Julien Orts
Swiss Federal Institute of Technology, Switzerland
Title: NMR Molecular Replacement, NMR2
Biography
Biography: Julien Orts
Abstract
X-ray crystallography molecular replacement (MR) is a highly versatile tool for the detailed characterization of lead compounds and binding modes in the pharmaceutical industry.The two major limitations of its application to drug research are (i) the availability of a similar protein structure, which, in the area of structure-based drug design, is most often a complex of the protein with a lead compound, and (ii) obtaining well-diffracting crystals of the ligand-protein complexes of interest. While nowadays the first point is often not a limitation anymore, obtaining well-diffracting crystals might be difficult. In such situations structure determination of protein-ligand complexes by liquid-state NMR is a good option.

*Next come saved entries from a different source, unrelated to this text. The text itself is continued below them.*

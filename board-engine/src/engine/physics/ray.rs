use bevy::prelude::*;

use super::Collider;

/// Entry distance along `dir` and the local-space face normal the ray entered through.
#[derive(Debug, Clone, Copy, PartialEq)]
pub struct SlabHit {
    pub t: f32,
    pub normal: Vec3,
}

/// Ray against a collider box placed by `xf`. `t` is measured in units of `dir`,
/// so it stays valid in world space when `dir` is normalised.
pub fn ray_hits_obb(origin: Vec3, dir: Vec3, xf: &GlobalTransform, collider: &Collider) -> Option<(f32, Vec3)> {
    let inv = xf.compute_matrix().inverse();
    let o_local = inv.transform_point3(origin);
    let d_local = inv.transform_vector3(dir);
    let he = collider.size * 0.5;

    let hit = ray_aabb_hit(o_local, d_local, collider.offset - he, collider.offset + he)?;

    // Normals go through the inverse transpose so non-uniform scale keeps them perpendicular.
    let normal = inv
        .transpose()
        .transform_vector3(hit.normal)
        .normalize_or_zero();
    Some((hit.t, normal))
}

// Slab-method ray-AABB intersection. A ray starting inside the box reports t = 0
// on the face it would have entered through.
pub fn ray_aabb_hit(ray_origin: Vec3, ray_direction: Vec3, min: Vec3, max: Vec3) -> Option<SlabHit> {
    let mut t_enter = f32::NEG_INFINITY;
    let mut t_exit = f32::INFINITY;
    let mut enter_axis: Option<usize> = None;

    for axis in 0..3 {
        let o = ray_origin[axis];
        let d = ray_direction[axis];

        if d.abs() < f32::EPSILON {
            // Parallel to this slab: either always inside it or never.
            if o < min[axis] || o > max[axis] {
                return None;
            }
            continue;
        }

        let inv = 1.0 / d;
        let (mut t0, mut t1) = ((min[axis] - o) * inv, (max[axis] - o) * inv);
        if t0 > t1 {
            std::mem::swap(&mut t0, &mut t1);
        }

        if t0 > t_enter {
            t_enter = t0;
            enter_axis = Some(axis);
        }
        t_exit = t_exit.min(t1);

        if t_enter > t_exit {
            return None;
        }
    }

    if t_exit < 0.0 {
        return None;
    }
    let axis = enter_axis?;

    let mut normal = Vec3::ZERO;
    normal[axis] = -ray_direction[axis].signum();

    Some(SlabHit {
        t: t_enter.max(0.0),
        normal,
    })
}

Unfortunately, the established standard structure determination protocol[3] is in general time-consuming, and a shortcut using available structural data as in the case of MR in X-ray crystallography is not available. Here, we present NMR2, a MR-like approach in NMR to determine the structures of the binding pockets of ligands at atomic resolution. The calculation of structures of protein-ligand complexes relies on the collection of unassigned semi-quantitative inter-molecular NOE distance restraints and on previously solved structures. The NMR2 method uses a high throughput structure calculation protocol, rather than a docking-scoring simulation. It is fast since it requires only a few days of measuring time and bypasses the time-consuming sequential assignment steps for the protein. When applied to the cancer-relevant HDMX protein, the NMR2 method yielded the structure of a ligand protein complex with an accuracy below 1 Ångstrom for the binding pocket irrespective of the starting protein structure templates used. We will present multiple NMR2 applications covering a peptidomimetic inhibitor and small molecules that bind strongly or weakly to protein receptors. Our findings demonstrate that NMR2 may open an avenue for the fast and robust determination of the binding pocket structure of ligand-protein complexes at atomic resolution without the need of diffracting crystals and high affinity ligands.